Strasbourg | Cathédrale pt. 1

What’s the most elegant place you’ve ever had a panic attack?

*****

A week or two ago Jeanne’s cousin, Amelie, came to stay for a few days. She lives in Paris and maintains nuclear reactors for a living – she showed me photos of glowing blue chambers and enormous control panels with lots of golden wiring, and she spent a long time explaining precisely what her role was while I nodded at her and idly wondered whether I might have been a nuclear engineer had I tried harder in school. In an effort to find common ground I asked her if she had seen the series Chernobyl on Sky Atlantic. She had not.

A curfew was introduced in France a couple of weeks ago; between 6am and 9pm nobody is allowed out on the streets, on pain of a 135 euro fine. Of course the French simply ignore this curfew, because they are French and they do what they like. For an Englishman such as myself, however – someone who will have an anxiety attack over whether or not it’s legal to walk down a street with a single cone abandoned in the middle of it – the last evening before the curfew meant one thing: one last chance to get absolutely binned in public.

Amelie took us to a shots bar, which is an institution I was not aware existed. I don’t know what the vibe in the bar is under normal circumstances, but in COVID times it was a like a scene cut from Blade Runner for being overly-dystopian. Filtered inside by two enormous bouncers clad in black facemasks, we distributed hand sanitiser in the foyer before ducking beneath a curtain into a narrow neon chamber filled with pumping music. The removal of your facemask is prohibited therein, except for during the consumption of a shot. The bar – a long, curved thing with a low ceiling – had a giant glass screen around all the way around it, with a small four-inch gap at the bottom, under which the dancing barman would slide shots. All the customers seemed to be about five foot two, as well. No idea why; I doubt it was part of the gimmick, they just were. I felt enormous.
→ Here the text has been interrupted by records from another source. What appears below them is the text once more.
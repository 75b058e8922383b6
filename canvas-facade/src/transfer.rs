//! Rectangular pixel copies between image data and rendering surfaces.
//!
//! Both copy directions clip independently against the source and the
//! destination. Coordinates that fall outside either buffer, including
//! negative ones, are skipped; they are never reported as errors.

use crate::error::CanvasResult;
use crate::pixel::{PixelBuffer, PixelFormat, Rect};
use std::path::Path;

/// A rendering target's backing store: `width * height` pixels with a
/// `width * 4` byte stride.
pub trait Surface {
    fn width(&self) -> u32;
    fn height(&self) -> u32;
    /// Layout of the bytes returned by [`Surface::pixels`].
    fn format(&self) -> PixelFormat;
    fn pixels(&self) -> &[u8];
    fn pixels_mut(&mut self) -> &mut [u8];
    /// Called after pixels were written directly so later reads observe them.
    fn mark_dirty(&mut self) {}
}

impl Surface for PixelBuffer {
    fn width(&self) -> u32 {
        PixelBuffer::width(self)
    }

    fn height(&self) -> u32 {
        PixelBuffer::height(self)
    }

    fn format(&self) -> PixelFormat {
        PixelBuffer::format(self)
    }

    fn pixels(&self) -> &[u8] {
        self.data()
    }

    fn pixels_mut(&mut self) -> &mut [u8] {
        self.data_mut()
    }
}

/// Half-open span `[start, end)` on one axis.
#[derive(Debug, Clone, Copy)]
struct Span {
    start: i64,
    end: i64,
}

impl Span {
    fn is_empty(self) -> bool {
        self.start >= self.end
    }
}

/// Intersect the window `[origin, origin + extent)` with `[0, limit)`.
fn clip(origin: i64, extent: u32, limit: u32) -> Span {
    Span {
        start: origin.max(0),
        end: (origin + extent as i64).min(limit as i64),
    }
}

/// Copy a window of `src` into `dest` with its top-left corner at
/// `(dest_x, dest_y)`.
///
/// Source pixel `(tx, ty)` of the window lands at
/// `(dest_x + tx - window.x, dest_y + ty - window.y)`. The window defaults to
/// the whole source. Pixels are converted from the source's format to the
/// surface's format as they are copied, and replace the destination bytes
/// without compositing. Returns the number of pixels written.
pub fn put_image_data<S: Surface + ?Sized>(
    dest: &mut S,
    src: &PixelBuffer,
    dest_x: i32,
    dest_y: i32,
    window: Option<Rect>,
) -> usize {
    let window = window.unwrap_or(Rect::new(0, 0, src.width(), src.height()));
    log::trace!(
        target: "canvas",
        "putImageData {}x{} window {:?} at {} {}",
        src.width(),
        src.height(),
        window,
        dest_x,
        dest_y
    );

    // Offset from source coordinates to destination coordinates.
    let off_x = dest_x as i64 - window.x as i64;
    let off_y = dest_y as i64 - window.y as i64;

    let src_cols = clip(window.x as i64, window.width, src.width());
    let src_rows = clip(window.y as i64, window.height, src.height());

    // Source columns whose destination column is inside the surface.
    let cols = Span {
        start: src_cols.start.max(-off_x),
        end: src_cols.end.min(dest.width() as i64 - off_x),
    };
    let rows = Span {
        start: src_rows.start.max(-off_y),
        end: src_rows.end.min(dest.height() as i64 - off_y),
    };

    if cols.is_empty() || rows.is_empty() {
        return 0;
    }

    let src_format = src.format();
    let dest_format = dest.format();
    let src_stride = src.width() as usize * 4;
    let dest_stride = dest.width() as usize * 4;
    let run = (cols.end - cols.start) as usize * 4;
    let src_data = src.data();
    let dest_data = dest.pixels_mut();

    for ty in rows.start..rows.end {
        let src_start = ty as usize * src_stride + cols.start as usize * 4;
        let dest_start =
            (ty + off_y) as usize * dest_stride + (cols.start + off_x) as usize * 4;
        let src_row = &src_data[src_start..src_start + run];
        let dest_row = &mut dest_data[dest_start..dest_start + run];

        if src_format == dest_format {
            dest_row.copy_from_slice(src_row);
        } else {
            for (d, s) in dest_row.chunks_exact_mut(4).zip(src_row.chunks_exact(4)) {
                let px = PixelFormat::convert([s[0], s[1], s[2], s[3]], src_format, dest_format);
                d.copy_from_slice(&px);
            }
        }
    }

    dest.mark_dirty();
    ((cols.end - cols.start) * (rows.end - rows.start)) as usize
}

/// Read `rect` out of `src` into a new buffer in `format`.
///
/// Pixels of `rect` that lie outside the surface stay transparent black.
/// Fails with [`CanvasError::InvalidDimensions`](crate::CanvasError::InvalidDimensions)
/// when `rect` is too large to allocate.
pub fn get_image_data<S: Surface + ?Sized>(
    src: &S,
    rect: Rect,
    format: PixelFormat,
) -> CanvasResult<PixelBuffer> {
    log::trace!(target: "canvas", "getImageData {:?}", rect);
    let mut out = PixelBuffer::new(rect.width, rect.height, format)?;

    let cols = clip(rect.x as i64, rect.width, src.width());
    let rows = clip(rect.y as i64, rect.height, src.height());
    if cols.is_empty() || rows.is_empty() {
        return Ok(out);
    }

    let src_format = src.format();
    let src_stride = src.width() as usize * 4;
    let out_stride = rect.width as usize * 4;
    let run = (cols.end - cols.start) as usize * 4;
    let src_data = src.pixels();
    let out_data = out.data_mut();

    for sy in rows.start..rows.end {
        let src_start = sy as usize * src_stride + cols.start as usize * 4;
        let out_start = (sy - rect.y as i64) as usize * out_stride
            + (cols.start - rect.x as i64) as usize * 4;
        let src_row = &src_data[src_start..src_start + run];
        let out_row = &mut out_data[out_start..out_start + run];

        if src_format == format {
            out_row.copy_from_slice(src_row);
        } else {
            for (d, s) in out_row.chunks_exact_mut(4).zip(src_row.chunks_exact(4)) {
                d.copy_from_slice(&PixelFormat::convert([s[0], s[1], s[2], s[3]], src_format, format));
            }
        }
    }

    Ok(out)
}

/// Re-pack a decoded image into straight RGBA with every pixel fully opaque.
pub fn repack_opaque(image: &image::DynamicImage) -> CanvasResult<PixelBuffer> {
    let rgba = image.to_rgba8();
    let (width, height) = rgba.dimensions();
    let mut data = rgba.into_raw();
    for px in data.chunks_exact_mut(4) {
        px[3] = 255;
    }
    PixelBuffer::from_vec(width, height, PixelFormat::RGBA8, data)
}

/// Decode PNG, JPEG or GIF bytes.
pub fn decode_image(bytes: &[u8]) -> CanvasResult<image::DynamicImage> {
    Ok(image::load_from_memory(bytes)?)
}

/// Decode an image file, inferring the codec from its contents and extension.
pub fn decode_image_file(path: impl AsRef<Path>) -> CanvasResult<image::DynamicImage> {
    let path = path.as_ref();
    log::debug!(target: "canvas", "decoding image {}", path.display());
    Ok(image::open(path)?)
}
Inside we met a gaggle of girls Amelie knew from somewhere or other – everybody was speaking French at a rate that rendered me effectively deaf – and they gleefully bought us shot after shot, handing wads of cash over to the barman. One shot had ice cream in it. One was set on fire. There was one shot which, to the best of my understanding, you had to drink through a straw while your friends smack your bottom with a wooden paddle. Jeanne had gone out for a smoke and I didn’t fancy being spanked by an assembly of strangers, so I went for a tactical wee and stood milling around in the toilets until it felt safe to emerge once again.

After fifteen minutes and four or five shots, we gave some cash to one of the girls and left. Stumbling home, we bought a round of beers in plastic cups from a bar doing last orders, and by the time we arrived back at Rue de Bitche I felt pleasantly sauced and rather content, proud of an evening well spent. The girls went to bed then, and I thought hey – I’m not really tired. Why not have a nightcap? Why not, ey? What a fun cheeky chappy I am. And I went to the fridge and took out a beer and sat down in front of the Playstation to play God of War.

After beheading a few monsters I glanced over at my glass, and was shocked to find it completely empty. How odd. I didn’t remember picking it up even once. I paused the game, went to the fridge, popped open a new bottle and sat back down on the beanbag. I slew a dragon, found some treasure, then picked up my tumbler and one more found it drained. Huh. With a shrug I struggled up out of the beanbag and took another drink. This continued until the fridge was bare, and I found that my on-screen avatar – usually a warrior of extreme prowess – had become clumsy and overly aggressive, windmilling blindly into crowds of enemies only to be clubbed unconscious, or attempting to dodge an arrow and instead cartwheeling into a ravine. Finally I shut off the console and schlepped through into the bedroom. Bed was warm and cosy, and I smiled to myself as I felt the ease with which a deep sleep was approaching. What a lovely time. What a pleasant, pleasant existence 🙂 ❤️

*****

I woke up six hours later feeling absolutely shite and hating myself. The girls had been up hours already, and were sitting in the living room sipping mugs of tea and watching birds of paradise dance for David Attenborough on Planet Earth. I’d slept in, and I barely had time to gasp my way through a glass of water before I was dragged out into the blinding sun of an autumnal afternoon, ready for some sightseeing.

I coped reasonably well for the first couple of hours; we took a stroll past Jeanne’s old college (it looks like Hogwarts, so so pretty, oh my god) and ate some noodles from a Thai takeaway, then ambled along the river past the old beautiful homes of the old town. Then we went for a coffee… and that was the beginning of my downfall.